# Simplicity Sunstar 20hp Electrical



## kingfisher (Jun 1, 2017)

Issue: turn the key to start and nothing happens. Intermittent - seems to start fine when i first go out and try it, but then it wont start again for a while. Sometimes it wont start the first time either.

Checked all lock-outs. PTOs are off, seat switch is bypassed, transmission in neutral.

Checked for 12 Volts at the starter solenoid. This is where it gets weird.

There are two wires that connect to the control side of the solenoid. When 12V is applied across the control circuit, the solenoid should fire - its just a big relay. (I took the starter solenoid off, tested it, works fine. Put 12V to the control circuit and it switches to allow continuity across the heavy terminals, which, when everything is back on the tracvtor, would send 12V to the starter on a big wire). The control circuit wires are labeled 128, and 111 in the wiring schematic. 

Disconnected them from the solenoid and checked for 12V.

128 gets 12V when the ignition switch is turned to the start position. 111 does not. Connected 128 to the solenoid and tried it again. The terminal with 128 gets 12V when the ignition switch is turned to the start position. The other terminal also gets 12V when the ignition switch is turned to the start position.

Connected 111 to the solenoid (other terminal of the control circuit).
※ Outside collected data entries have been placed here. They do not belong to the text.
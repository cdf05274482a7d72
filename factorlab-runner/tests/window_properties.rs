//! Property tests for walk-forward window generation.
//!
//! For any calendar and window geometry that fits:
//! 1. train_end < validate_start and validate_end < holdout_start
//! 2. Windows advance strictly by `step_days` trading days
//! 3. Every window spans exactly train_days + validate_days trading days

use chrono::{Duration, NaiveDate};
use proptest::prelude::*;

use factorlab_runner::config::WalkForwardConfig;
use factorlab_runner::{generate_windows, WalkForwardError};

fn calendar(n: usize, gaps: &[u8]) -> Vec<NaiveDate> {
    let mut d = NaiveDate::from_ymd_opt(2019, 1, 2).unwrap();
    (0..n)
        .map(|i| {
            let out = d;
            d += Duration::days(1 + gaps[i % gaps.len()] as i64);
            out
        })
        .collect()
}

proptest! {
    #[test]
    fn windows_stay_ordered_and_before_holdout(
        n in 30usize..400,
        gaps in prop::collection::vec(0u8..4, 1..10),
        train in 5usize..120,
        validate in 1usize..40,
        step in 1usize..60,
        holdout_offset in 0usize..30,
    ) {
        let cal = calendar(n + holdout_offset + 1, &gaps);
        let holdout_start = cal[n];
        let config = WalkForwardConfig {
            start: cal[0],
            holdout_start,
            holdout_end: *cal.last().unwrap(),
            train_days: train,
            validate_days: validate,
            step_days: step,
        };

        match generate_windows(&cal, &config) {
            Ok(windows) => {
                prop_assert!(!windows.is_empty());
                for w in &windows {
                    prop_assert!(w.train_start <= w.train_end);
                    prop_assert!(w.train_end < w.validate_start);
                    prop_assert!(w.validate_start <= w.validate_end);
                    prop_assert!(w.validate_end < holdout_start);
                    let span = cal.iter().filter(|d| **d >= w.train_start && **d <= w.validate_end).count();
                    prop_assert_eq!(span, train + validate);
                }
                for pair in windows.windows(2) {
                    let a = cal.iter().position(|d| *d == pair[0].train_start).unwrap();
                    let b = cal.iter().position(|d| *d == pair[1].train_start).unwrap();
                    prop_assert_eq!(b - a, step);
                }
            }
            Err(WalkForwardError::NoWindows { available, required }) => {
                prop_assert_eq!(available, n);
                prop_assert!(available < required);
            }
            Err(other) => prop_assert!(false, "unexpected error: {}", other),
        }
    }
}
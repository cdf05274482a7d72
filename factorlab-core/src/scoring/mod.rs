//! Factor scoring: raw factors, percentile ranks, composite ranking

pub mod engine;
pub mod factors;
pub mod percentile;

pub use engine::{
    Exclusion, ExclusionReason, FactorScoringEngine, Ranking, ScoringError, SnapshotMemo,
    SnapshotSet, UniverseFilter,
};
pub use factors::compute_factor;
pub use percentile::percentile_ranks;
//! Date ranges and walk-forward train/validate windows.

use chrono::NaiveDate;
use serde::{Deserialize, Serialize};
use thiserror::Error;

/// Inclusive calendar date range.
#[derive(Debug, Clone, Copy, PartialEq, Eq, Hash, Serialize, Deserialize)]
pub struct DateRange {
    pub start: NaiveDate,
    pub end: NaiveDate,
}

impl DateRange {
    pub fn new(start: NaiveDate, end: NaiveDate) -> Self {
        Self { start, end }
    }

    pub fn contains(&self, date: NaiveDate) -> bool {
        date >= self.start && date <= self.end
    }

    pub fn overlaps(&self, other: &DateRange) -> bool {
        self.start <= other.end && other.start <= self.end
    }
}

/// One walk-forward window: a training range followed by a validation range.
#[derive(Debug, Clone, Copy, PartialEq, Eq, Hash, Serialize, Deserialize)]
pub struct BacktestWindow {
    pub train_start: NaiveDate,
    pub train_end: NaiveDate,
    pub validate_start: NaiveDate,
    pub validate_end: NaiveDate,
}

#[derive(Debug, Error, PartialEq, Eq)]
pub enum WindowError {
    #[error("train range is empty: {start} > {end}")]
    EmptyTrain { start: NaiveDate, end: NaiveDate },
    #[error("validate range is empty: {start} > {end}")]
    EmptyValidate { start: NaiveDate, end: NaiveDate },
    #[error("train_end {train_end} must be strictly before validate_start {validate_start}")]
    Overlap {
        train_end: NaiveDate,
        validate_start: NaiveDate,
    },
    #[error("validate_end {validate_end} must be strictly before holdout_start {holdout_start}")]
    TouchesHoldout {
        validate_end: NaiveDate,
        holdout_start: NaiveDate,
    },
}

impl BacktestWindow {
    pub fn train(&self) -> DateRange {
        DateRange::new(self.train_start, self.train_end)
    }

    pub fn validate(&self) -> DateRange {
        DateRange::new(self.validate_start, self.validate_end)
    }

    /// Check the ordering invariants against the global holdout boundary.
    pub fn check(&self, holdout_start: NaiveDate) -> Result<(), WindowError> {
        if self.train_start > self.train_end {
            return Err(WindowError::EmptyTrain {
                start: self.train_start,
                end: self.train_end,
            });
        }
        if self.validate_start > self.validate_end {
            return Err(WindowError::EmptyValidate {
                start: self.validate_start,
                end: self.validate_end,
            });
        }
        if self.train_end >= self.validate_start {
            return Err(WindowError::Overlap {
                train_end: self.train_end,
                validate_start: self.validate_start,
            });
        }
        if self.validate_end >= holdout_start {
            return Err(WindowError::TouchesHoldout {
                validate_end: self.validate_end,
                holdout_start,
            });
        }
        Ok(())
    }
}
Now, 128 does NOT get 12V when the ignition switch is turned to the start position.

Wire 128 gets 12V when it is supposed to, so long as 111 is not connected to the other terminal of the control circuit of the starter solenoid.

A faint voltage increase does occur under that circumstance, but it never gets above about 400mV. If I disconnect wire 111, then 12V shows up at the solenoid control circuit terminals (when ignition sw. is turned to start).

Anyone have any thoughts on this?

Thanks


----------